Indoor Cats Arent Safe From This Bacteria

Contact with contaminated soil or infected urine from other pets can expose to them to leptospira

If your cat is contending with a kidney ailment, testing his hunting skills outdoors or co-existing with dogs who like hiking in the woods in the home, he may be at risk for a rare but serious bacterial infection known as leptospirosis.

The spiral-shaped leptospira bacteria can burrow into the skin and spread through the blood to damage the kidneys and liver. Young cats and those with compromised immune systems are especially vulnerable. In addition, the disease can be transmitted to people — particularly children — from exposure to infected urine from dogs, cats and wildlife. Cats may also contract leptospirosis by licking their muddy paws after walking in soil contaminated with the bacteria.

“The leptospirosis bacteria can survive in water and wet soil for weeks to months, particularly stagnant water,” says Meredith Miller, DVM, ACVIM, board-certified internist and lecturer in small animal medicine at Cornell University College of Veterinary Medicine.

Good Hygiene. These risk factors demonstrate the need to supervise your cat’s outdoor access and practice good hygiene when cleaning the litter box or feline urine on flooring in your home. Wearing rubber gloves to avoid contact with urine and thoroughly washing your hands after scooping the litter box can reduce your risk of contracting leptospirosis.

While mammals worldwide are at risk for becoming infected with the leptospira bacteria, cats seems more resistant to developing the disease.

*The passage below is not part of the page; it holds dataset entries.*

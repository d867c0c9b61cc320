use async_trait::async_trait;
use evo_relay::bot::transport::{
    Attachment, AttachmentKind, ConversationId, EventPayload, InboundBatch, InboundEvent,
    InboundTransport, TransportError,
};
use evo_relay::bot::{CommandRouter, SessionStore};
use evo_relay::config::Settings;
use evo_relay::gateway::GatewayClient;
use evo_relay::supervisor::EventHandler;
use httpmock::prelude::*;
use serde_json::json;
use std::sync::{Arc, Mutex};
use std::time::Duration;

const CHAT: ConversationId = 42;

/// Transport that records replies and serves fixed download content
#[derive(Default)]
struct RecordingTransport {
    texts: Mutex<Vec<String>>,
    photos: Mutex<Vec<(Vec<u8>, String)>>,
}

impl RecordingTransport {
    fn texts(&self) -> Vec<String> {
        self.texts.lock().expect("texts lock").clone()
    }

    fn photo_count(&self) -> usize {
        self.photos.lock().expect("photos lock").len()
    }
}

#[async_trait]
impl InboundTransport for RecordingTransport {
    async fn clear_registration(&self, _drop_pending: bool) -> Result<(), TransportError> {
        Ok(())
    }

    async fn receive(
        &self,
        _offset: Option<i64>,
        _timeout: Duration,
    ) -> Result<InboundBatch, TransportError> {
        Ok(InboundBatch::default())
    }

    async fn download(&self, _file_ref: &str) -> Result<Vec<u8>, TransportError> {
        Ok(vec![0xFF, 0xD8, 0xFF, 0xE0])
    }

    async fn send_text(
        &self,
        _conversation: ConversationId,
        text: &str,
    ) -> Result<(), TransportError> {
        self.texts.lock().expect("texts lock").push(text.to_string());
        Ok(())
    }

    async fn send_photo(
        &self,
        _conversation: ConversationId,
        png: Vec<u8>,
        caption: &str,
    ) -> Result<(), TransportError> {
        self.photos
            .lock()
            .expect("photos lock")
            .push((png, caption.to_string()));
        Ok(())
    }
}

fn settings(base_url: &str, destination: Option<&str>) -> Settings {
    Settings {
        bot_token: "123:abc".to_string(),
        evo_api_url: base_url.to_string(),
        authentication_api_key: Some("k".to_string()),
        evo_instance_name: "defaultbot".to_string(),
        test_phone_number: destination.map(str::to_string),
        lock_file: None,
        skip_pending_updates: true,
    }
}

fn router(
    server: &MockServer,
    destination: Option<&str>,
) -> (CommandRouter, Arc<RecordingTransport>, SessionStore) {
    let transport = Arc::new(RecordingTransport::default());
    let gateway = Arc::new(GatewayClient::new(server.base_url(), Some("k".to_string())));
    let sessions = SessionStore::new(Duration::from_secs(60), 100);
    let router = CommandRouter::new(
        transport.clone(),
        gateway,
        sessions.clone(),
        Arc::new(settings(&server.base_url(), destination)),
        "relay_bot".to_string(),
    );
    (router, transport, sessions)
}

fn text(body: &str) -> InboundEvent {
    InboundEvent {
        conversation: CHAT,
        payload: EventPayload::Text(body.to_string()),
    }
}

fn photo() -> InboundEvent {
    InboundEvent {
        conversation: CHAT,
        payload: EventPayload::Attachment(Attachment {
            kind: AttachmentKind::Photo,
            file_ref: "photo-1".to_string(),
            file_name: None,
            mime_type: None,
            file_size: Some(4),
        }),
    }
}

#[tokio::test]
async fn create_instance_relays_gateway_body_verbatim() {
    let server = MockServer::start();
    let mock = server.mock(|when, then| {
        when.method(POST)
            .path("/instance/create")
            .header("apikey", "k")
            .json_body(json!({ "instanceName": "foo" }));
        then.status(201)
            .json_body(json!({ "instance": { "instanceName": "foo", "status": "created" } }));
    });

    let (router, transport, _) = router(&server, None);
    router.handle(text("/create_instance foo")).await;

    mock.assert();
    assert_eq!(
        transport.texts(),
        vec![r#"📌 Result:
{"instance":{"instanceName":"foo","status":"created"}}"#
            .to_string()]
    );
}

#[tokio::test]
async fn create_instance_without_name_shows_usage() {
    let server = MockServer::start();
    let mock = server.mock(|when, then| {
        when.method(POST).path("/instance/create");
        then.status(201).json_body(json!({}));
    });

    let (router, transport, _) = router(&server, None);
    router.handle(text("/create_instance")).await;

    mock.assert_calls(0);
    assert_eq!(
        transport.texts(),
        vec!["⚠ Usage: /create_instance <instance_name>".to_string()]
    );
}

#[tokio::test]
async fn missing_qr_is_reported_without_photo() {
    let server = MockServer::start();
    server.mock(|when, then| {
        when.method(GET).path("/instance/qr/defaultbot");
        then.status(200).json_body(json!({ "qr": null }));
    });

    let (router, transport, _) = router(&server, None);
    router.handle(text("/qrcode")).await;

    assert_eq!(transport.photo_count(), 0);
    let texts = transport.texts();
    assert_eq!(texts.len(), 2);
    assert!(texts[1].contains("QR not available yet"));
}

#[tokio::test]
async fn available_qr_is_sent_as_png() {
    let server = MockServer::start();
    server.mock(|when, then| {
        when.method(GET).path("/instance/qr/defaultbot");
        then.status(200).json_body(json!({ "qr": "2@pairing-code" }));
    });

    let (router, transport, _) = router(&server, None);
    router.handle(text("/qrcode")).await;

    let photos = transport.photos.lock().expect("photos lock");
    assert_eq!(photos.len(), 1);
    assert!(photos[0].0.starts_with(&[0x89, b'P', b'N', b'G']));
}

#[tokio::test]
async fn armed_image_is_forwarded_once() {
    let server = MockServer::start();
    let mock = server.mock(|when, then| {
        when.method(POST)
            .path("/message/sendMedia")
            .body_includes("Sent via bot (image.jpg)")
            .body_includes("image/jpeg")
            .body_includes("5511999999999");
        then.status(200).json_body(json!({ "status": "PENDING" }));
    });

    let (router, transport, sessions) = router(&server, Some("5511999999999"));
    router.handle(text("/send_image")).await;
    router.handle(photo()).await;
    // Expectation is single-shot: the second photo is unsolicited
    router.handle(photo()).await;

    mock.assert_calls(1);
    assert_eq!(sessions.pending(CHAT).await, None);
    let texts = transport.texts();
    assert_eq!(texts.len(), 2);
    assert_eq!(texts[1], r#"📨 Result: {"status":"PENDING"}"#);
}

#[tokio::test]
async fn mismatched_upload_clears_expectation() {
    let server = MockServer::start();
    let mock = server.mock(|when, then| {
        when.method(POST).path("/message/sendMedia");
        then.status(200).json_body(json!({ "status": true }));
    });

    let (router, transport, sessions) = router(&server, Some("5511999999999"));
    router.handle(text("/send_doc")).await;
    router.handle(photo()).await;

    mock.assert_calls(0);
    assert_eq!(sessions.pending(CHAT).await, None);
    let texts = transport.texts();
    assert!(texts[1].starts_with("❌ Unexpected file type"));
}

#[tokio::test]
async fn upload_commands_need_a_destination() {
    let server = MockServer::start();
    let (router, transport, sessions) = router(&server, None);

    router.handle(text("/send_audio")).await;

    assert_eq!(sessions.pending(CHAT).await, None);
    assert_eq!(
        transport.texts(),
        vec!["⚠ TEST_PHONE_NUMBER is not configured".to_string()]
    );
}

#[tokio::test]
async fn unknown_command_gets_a_hint_and_plain_text_is_ignored() {
    let server = MockServer::start();
    let (router, transport, _) = router(&server, None);

    router.handle(text("hello there")).await;
    router.handle(text("/frobnicate")).await;

    assert_eq!(
        transport.texts(),
        vec!["⚠ Unknown command. Use /help to list commands.".to_string()]
    );
}

#[tokio::test]
async fn status_reports_unreachable_gateway() {
    let transport = Arc::new(RecordingTransport::default());
    let gateway = Arc::new(GatewayClient::new("http://127.0.0.1:1", None));
    let router = CommandRouter::new(
        transport.clone(),
        gateway,
        SessionStore::new(Duration::from_secs(60), 100),
        Arc::new(settings("http://127.0.0.1:1", None)),
        "relay_bot".to_string(),
    );

    router.handle(text("/status")).await;

    let texts = transport.texts();
    assert_eq!(texts.len(), 1);
    assert!(texts[0].starts_with("❌ Error: "));
}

It’s more prevalent in cattle, swine, dogs and horses. However, veterinarians and health scientists say that cats who have access to outdoors and drink water in stagnant ponds or lakes or who hunt and kill rodents are more susceptible than cats who stay exclusively indoors.

The reason cats rarely develop leptospirosis remains a mystery, but Dr. Miller points out that cats have been shown to develop antibodies in their blood against the bacterial infection. “Although cats rarely show clinical disease, a recent study demonstrated that a higher percentage of cats with kidney disease were positive for leptospira antibodies compared to healthy cats,” Dr. Miller says. “The study suggests that leptospirosis should be considered as a potential under-diagnosed cause of kidney disease in cats.”


The Tell-tale Signs. Leptospirosis takes time — up to seven to 10 days after being exposed through infected urine — to show signs in an infected cat. Some cats may not show signs, making it to tricky to diagnose. Take your cat to your veterinarian for a complete examination if he displays any of these symptoms:

– Vomiting

– Diarrhea

– Fever

– Moving stiffly or showing pain when walking

– Coughing or wheezing

– Discharge from the nose or eyes

– Reduced appetite and water intake

– Weakness

– Shivering

Your cat’s veterinarian will likely perform blood and urine tests to rule out other conditions with similar symptoms. Expect also to be asked about your cat’s habits to help pinpoint the disease. Does he go outdoors unsupervised? Like to hunt and kill mice or rats?

While the primary treatment for leptospirosis in cats is antibiotics, some cats may also need intravenous fluids and medications to combat possible nausea, to stimulate their appetites, to correct electrolyte imbalances and to counter dehydration. The quicker your cat receives antibiotics and other necessary treatments, the faster his chance for recovery and the less likely any organs will suffer damage from the bacteria. “Fortunately, leptospirosis has not become resistant to the antibiotics we commonly use to treat it,” Dr. Miller says.

Prevention Is Key. You can’t keep your cat in a protective bubble. He needs and deserves to live in an environment that provides him with mental and physical enrichment. Consult his veterinarian to determine if he’s a candidate for the leptospirosis vaccine. And take these steps to reduce his exposure to leptospira:

– Note any subtle changes in his behavior and book wellness examinations with his veterinarian at least once a year, ideally, twice a year.

– Do not allow your cat or other pet in your household to drink from puddles, lakes or other water sources that may be contaminated. In a multi-pet household, a dog returning from a hike can have the bacteria on his paws and can pass it on to an indoor-only cat.

– Work with a pet-friendly pest control company to reduce the chance of mice, rats or other rodents on your property. Your cat may develop this disease if he comes into contact with an infected rodent.

– Always wash your hands in warm, soapy water after cleaning up a pet mess or the litter box.

– Clean and dry food and water bowls daily.

– Avoid picking up or handling stray cats you encounter outdoors.